(Collected data)
####################
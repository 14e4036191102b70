//! Coin toss event model.

use chrono::NaiveDate;
use serde::{Deserialize, Deserializer, Serialize};

/// Phase of the season a game belongs to.
#[derive(Debug, Clone, Copy, PartialEq, Eq, Hash, PartialOrd, Ord, Serialize, Deserialize)]
pub enum GameType {
    #[serde(alias = "PRE", alias = "preseason")]
    Preseason,
    #[serde(alias = "REG", alias = "regular_season")]
    RegularSeason,
    #[serde(alias = "POST", alias = "postseason")]
    Postseason,
}

impl GameType {
    pub const ALL: [GameType; 3] = [
        GameType::Preseason,
        GameType::RegularSeason,
        GameType::Postseason,
    ];
}

impl std::fmt::Display for GameType {
    fn fmt(&self, f: &mut std::fmt::Formatter<'_>) -> std::fmt::Result {
        match self {
            GameType::Preseason => write!(f, "preseason"),
            GameType::RegularSeason => write!(f, "regular season"),
            GameType::Postseason => write!(f, "postseason"),
        }
    }
}

/// Whether a toss opened the game or started overtime.
#[derive(Debug, Clone, Copy, PartialEq, Eq, Hash, PartialOrd, Ord, Serialize, Deserialize)]
pub enum TossType {
    #[serde(alias = "REG", alias = "regular")]
    Regular,
    #[serde(alias = "OT", alias = "overtime")]
    Overtime,
}

/// What the toss winner elected to do.
#[derive(Debug, Clone, Copy, PartialEq, Eq, Serialize, Deserialize)]
pub enum TossChoice {
    #[serde(alias = "defer", alias = "DEFER")]
    Defer,
    #[serde(alias = "receive", alias = "RECEIVE")]
    Receive,
}

/// One coin flip belonging to a game.
#[derive(Debug, Clone, PartialEq, Eq, Serialize, Deserialize)]
pub struct Toss {
    /// Game this toss belongs to (a game has one or two tosses)
    pub game_id: String,

    pub season: i32,

    pub week: u32,

    /// Calendar date of the game; missing for some historical rows
    #[serde(default, deserialize_with = "deserialize_game_date")]
    pub game_date: Option<NaiveDate>,

    pub game_type: GameType,

    pub toss_type: TossType,

    /// Team that won the flip
    pub winner: String,

    /// Team that lost the flip
    pub loser: String,

    /// Only meaningful for regular tosses
    #[serde(default)]
    pub winner_choice: Option<TossChoice>,
}

impl Toss {
    /// Create a regular-season opening toss with no date or choice recorded.
    pub fn new(
        game_id: impl Into<String>,
        season: i32,
        week: u32,
        winner: impl Into<String>,
        loser: impl Into<String>,
    ) -> Self {
        Self {
            game_id: game_id.into(),
            season,
            week,
            game_date: None,
            game_type: GameType::RegularSeason,
            toss_type: TossType::Regular,
            winner: winner.into(),
            loser: loser.into(),
            winner_choice: None,
        }
    }

    /// Builder method to set the game date.
    pub fn with_date(mut self, date: NaiveDate) -> Self {
        self.game_date = Some(date);
        self
    }

    /// Builder method to set the game type.
    pub fn with_game_type(mut self, game_type: GameType) -> Self {
        self.game_type = game_type;
        self
    }

    /// Builder method to set the winner's choice.
    pub fn with_choice(mut self, choice: TossChoice) -> Self {
        self.winner_choice = Some(choice);
        self
    }

    /// Builder method to mark this as the overtime toss.
    pub fn overtime(mut self) -> Self {
        self.toss_type = TossType::Overtime;
        self
    }

    pub fn is_regular(&self) -> bool {
        self.toss_type == TossType::Regular
    }

    /// Whether the team took part in this toss.
    pub fn involves(&self, team: &str) -> bool {
        self.winner == team || self.loser == team
    }

    /// Whether this toss was between exactly these two teams, in either role.
    pub fn is_between(&self, team: &str, opponent: &str) -> bool {
        (self.winner == team && self.loser == opponent)
            || (self.winner == opponent && self.loser == team)
    }

    /// `Some(true)` if the team won the flip, `Some(false)` if it lost,
    /// `None` if it did not take part.
    pub fn outcome_for(&self, team: &str) -> Option<bool> {
        if self.winner == team {
            Some(true)
        } else if self.loser == team {
            Some(false)
        } else {
            None
        }
    }

    /// The other participant, if the team took part.
    pub fn opponent_of(&self, team: &str) -> Option<&str> {
        match self.outcome_for(team)? {
            true => Some(&self.loser),
            false => Some(&self.winner),
        }
    }

    /// Regular toss whose winner chose to defer.
    pub fn is_defer(&self) -> bool {
        self.is_regular() && self.winner_choice == Some(TossChoice::Defer)
    }

    /// Regular toss whose winner chose to receive.
    pub fn is_receive(&self) -> bool {
        self.is_regular() && self.winner_choice == Some(TossChoice::Receive)
    }

    /// Both participants, lexicographically ordered.
    pub fn team_pair(&self) -> (&str, &str) {
        if self.winner <= self.loser {
            (&self.winner, &self.loser)
        } else {
            (&self.loser, &self.winner)
        }
    }
}

/// Parse a game date from either `YYYY-MM-DD` or an ISO-8601 timestamp.
///
/// Only the literal calendar prefix is read. A timestamp is never shifted
/// through a time zone, so `2021-09-12T23:30:00-07:00` is 2021-09-12.
pub fn parse_game_date(raw: &str) -> Option<NaiveDate> {
    let date_part = raw.trim().get(..10)?;
    NaiveDate::parse_from_str(date_part, "%Y-%m-%d").ok()
}

fn deserialize_game_date<'de, D>(deserializer: D) -> Result<Option<NaiveDate>, D::Error>
where
    D: Deserializer<'de>,
{
    let raw: Option<String> = Option::deserialize(deserializer)?;
    // Unreadable dates degrade to "no date" so ordering falls back to season/week.
    Ok(raw.as_deref().and_then(parse_game_date))
}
####################
▶ [PROBLEM DETAILS]: Search the data above for the string "enum" and report each line that holds it.

▶ [THE ANSWER]:
pub enum GameType {
pub enum TossType {
pub enum TossChoice {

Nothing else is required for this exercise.